A mon retour de Californie, ça m’avait fait bizarre de retrouver les routes françaises. Un réseau entretenu, sans cabosse, dont la qualité donne un sentiment de sécurité. L’asphalte lisse, les bandes blanches régulières. Cette uniformité confortable.
Les aires d’autoroute où on se croise sans se voir, les champs réguliers, la radio traffic, les radars-tronçons, les radars mobiles, les radars tout court, les gendarmes embuscadés, les gens qui roulent trop vite ou pas assez, les camions espagnols, les fourgonnettes blanches, les camping cars, les vans repeints, les vacanciers, les routiers, les chantiers, ceux qui tombent en panne.
Ce petit monde très organisé et très fou de la haute vitesse.
130 à l’heure, 150 pour certains, 120 pour d’autres, 110 par temps de pluie. Les vagues, les accordéons, les ralentissements, et la distance de sécurité, bordel ! La frénésie de la vitesse, la peur de finir comme une cannette compressée. Bison futé, l’élan de liberté des vacances, les départs orange, pire rouges, les secondes, minutes, heures coincées dans le trafic à respirer des particules fines. Les bouchons et leur paroxysme de l’horreur : les bouchons pour rentrer sur Paris le dimanche.

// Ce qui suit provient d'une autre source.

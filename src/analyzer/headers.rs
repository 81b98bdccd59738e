use crate::error::{AnalysisError, SetupError};
use crate::model::{Analysis, Finding, Target, Visit};
use async_trait::async_trait;
use reqwest::header::HeaderMap;
use tracing::debug;

const USER_AGENT: &str = concat!("techsweep/", env!("CARGO_PKG_VERSION"));

/// Response headers whose values are `product/version` token lists.
const PRODUCT_HEADERS: &[&str] = &["server", "x-powered-by"];

/// Reports products that a target announces in its response headers.
///
/// Needs no external tooling, so it is always available.
pub struct HeaderAnalyzer {
    client: reqwest::Client,
}

impl HeaderAnalyzer {
    pub fn new() -> Result<Self, SetupError> {
        let client = reqwest::Client::builder()
            .user_agent(USER_AGENT)
            .build()
            .map_err(|e| SetupError::NoBackend(format!("http client: {}", e)))?;

        Ok(Self { client })
    }
}

#[async_trait]
impl super::Analyzer for HeaderAnalyzer {
    fn name(&self) -> &'static str {
        "Response Headers"
    }

    fn is_available(&self) -> bool {
        true
    }

    async fn analyze(&self, target: &Target) -> Result<Analysis, AnalysisError> {
        let response = self
            .client
            .get(target.as_str())
            .send()
            .await
            .map_err(|e| AnalysisError::Execution(format!("request failed: {}", e)))?;

        let final_url = response.url().to_string();
        let status = response.status().as_u16();
        debug!(target = %target, %final_url, status, "fetched target");

        let mut visits = Vec::new();
        if final_url.trim_end_matches('/') != target.as_str().trim_end_matches('/') {
            visits.push(Visit::new(target.as_str(), None));
        }
        visits.push(Visit::new(final_url, Some(status)));

        let findings = findings_from_headers(response.headers(), target);
        Ok(Analysis::new(findings).with_visits(visits))
    }
}

fn findings_from_headers(headers: &HeaderMap, target: &Target) -> Vec<Finding> {
    let mut findings = Vec::new();

    for header in PRODUCT_HEADERS {
        for value in headers.get_all(*header) {
            let Ok(value) = value.to_str() else {
                continue;
            };
            for (name, version) in parse_product_tokens(value) {
                findings.push(Finding::new(name, version, target.clone()));
            }
        }
    }

    if let Some(version) = headers
        .get("x-aspnet-version")
        .and_then(|v| v.to_str().ok())
    {
        findings.push(Finding::new("ASP.NET", Some(version), target.clone()));
    }

    findings
}

/// Splits a header such as `Apache/2.4.41 (Unix) OpenSSL/1.1.1` into
/// `(product, version)` pairs. Parenthesized comments are skipped.
fn parse_product_tokens(value: &str) -> Vec<(&str, Option<&str>)> {
    let mut products = Vec::new();
    let mut depth = 0usize;

    for token in value.split(|c: char| c.is_whitespace() || c == ',') {
        if token.is_empty() {
            continue;
        }
        if depth > 0 || token.starts_with('(') {
            depth += token.matches('(').count();
            depth = depth.saturating_sub(token.matches(')').count());
            continue;
        }

        match token.split_once('/') {
            Some((name, version)) if !name.is_empty() => products.push((name, Some(version))),
            Some(_) => {}
            None => products.push((token, None)),
        }
    }

    products
}
//! Technology analyzers.
//!
//! This module provides the [`Analyzer`] trait and the backends that
//! implement it. The engine only ever talks to `dyn Analyzer`; which
//! backend runs is decided once, by [`select_analyzer`].
//!
//! # Available Backends
//!
//! | Backend | Runs | Reports |
//! |---------|------|---------|
//! | [`CommandAnalyzer`] | external CLI (Wappalyzer by default) | everything the CLI detects |
//! | [`HeaderAnalyzer`] | in process, one HTTP request | products announced in response headers |
//!
//! # Example
//!
//! ```no_run
//! use techsweep::analyzer::{select_analyzer, Backend};
//! use techsweep::Target;
//!
//! #[tokio::main]
//! async fn main() -> anyhow::Result<()> {
//!     let analyzer = select_analyzer(Backend::Auto, "docker run --rm wappalyzer/cli", "")?;
//!     let target = Target::parse("example.com").unwrap();
//!     let analysis = analyzer.analyze(&target).await?;
//!     for finding in analysis.findings {
//!         println!("{}: {}", finding.name, finding.render());
//!     }
//!     Ok(())
//! }
//! ```

mod command;
mod headers;

pub use command::CommandAnalyzer;
pub use headers::HeaderAnalyzer;

use crate::error::{AnalysisError, SetupError};
use crate::model::{Analysis, Target};
use async_trait::async_trait;
use serde::{Deserialize, Serialize};
use std::sync::Arc;
use tracing::{debug, info};

/// Which analyzer backend to use.
#[derive(Debug, Clone, Copy, PartialEq, Eq, Serialize, Deserialize, clap::ValueEnum)]
#[serde(rename_all = "lowercase")]
pub enum Backend {
    /// The external command when it can be found, otherwise headers.
    Auto,
    /// External command only.
    Command,
    /// In-process response header inspection only.
    Headers,
}

impl Backend {
    pub fn as_str(&self) -> &'static str {
        match self {
            Backend::Auto => "auto",
            Backend::Command => "command",
            Backend::Headers => "headers",
        }
    }
}

impl std::fmt::Display for Backend {
    fn fmt(&self, f: &mut std::fmt::Formatter<'_>) -> std::fmt::Result {
        f.write_str(self.as_str())
    }
}

/// Detects the technologies used by a target.
///
/// Implementations must be safe to call concurrently; the orchestrator
/// shares one analyzer across all in-flight targets.
#[async_trait]
pub trait Analyzer: Send + Sync {
    /// Returns the human-readable name of this analyzer.
    fn name(&self) -> &'static str;

    /// Returns true if this analyzer can run on this machine.
    fn is_available(&self) -> bool;

    /// Analyzes one target.
    ///
    /// # Errors
    ///
    /// Returns [`AnalysisError::Execution`] when the analysis ran but failed
    /// and [`AnalysisError::Unavailable`] when the backend could not start.
    async fn analyze(&self, target: &Target) -> Result<Analysis, AnalysisError>;
}

/// Builds the analyzer for `backend`.
///
/// `command` is the analyzer command line (the target URL is appended to
/// it) and `args` are extra arguments placed after the URL.
///
/// # Errors
///
/// Returns [`SetupError`] when the requested backend cannot be used.
pub fn select_analyzer(
    backend: Backend,
    command: &str,
    args: &str,
) -> Result<Arc<dyn Analyzer>, SetupError> {
    match backend {
        Backend::Command => {
            let analyzer = CommandAnalyzer::new(command, args)?;
            if !analyzer.is_available() {
                return Err(SetupError::NoBackend(format!(
                    "`{}` was not found",
                    analyzer.program()
                )));
            }
            Ok(Arc::new(analyzer))
        }
        Backend::Headers => Ok(Arc::new(HeaderAnalyzer::new()?)),
        Backend::Auto => match CommandAnalyzer::new(command, args) {
            Ok(analyzer) if analyzer.is_available() => {
                info!(program = analyzer.program(), "using command analyzer");
                Ok(Arc::new(analyzer))
            }
            Ok(analyzer) => {
                debug!(
                    program = analyzer.program(),
                    "command not found, falling back to header analyzer"
                );
                Ok(Arc::new(HeaderAnalyzer::new()?))
            }
            Err(e) => {
                debug!(error = %e, "falling back to header analyzer");
                Ok(Arc::new(HeaderAnalyzer::new()?))
            }
        },
    }
}

#[cfg(test)]
mod tests {
    use super::*;

    #[test]
    fn test_headers_backend_always_selectable() {
        let analyzer = select_analyzer(Backend::Headers, "", "").unwrap();
        assert_eq!(analyzer.name(), "Response Headers");
        assert!(analyzer.is_available());
    }

    #[test]
    fn test_missing_command_is_setup_error() {
        let result = select_analyzer(Backend::Command, "definitely-not-a-real-binary-7f3a", "");
        assert!(matches!(result, Err(SetupError::NoBackend(_))));
    }

    #[test]
    fn test_auto_falls_back_to_headers() {
        let analyzer =
            select_analyzer(Backend::Auto, "definitely-not-a-real-binary-7f3a", "").unwrap();
        assert_eq!(analyzer.name(), "Response Headers");
    }

    #[test]
    fn test_backend_display() {
        assert_eq!(Backend::Auto.to_string(), "auto");
        assert_eq!(Backend::Headers.as_str(), "headers");
    }
}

Les haltes, le péage. Les questions techniques : tu as vérifié la pression des pneus ? Les arrêts pipi, les pauses-déjeuners, les chats abandonnés qui frissonnent de froid. Les paris sur les files au péage. Les fun facts de copains : tu as remarqué que le décompte des bandes rugueuses est toujours le même, partout, et qu’il est faussé ? 1, 2, 3 puis 5. Toujours, et jamais de 4, pourquoi ?
On se repasserait tout le voyage au ralenti, ça donnerait une drôle de course Mario Kart – les peaux de bananes en moins.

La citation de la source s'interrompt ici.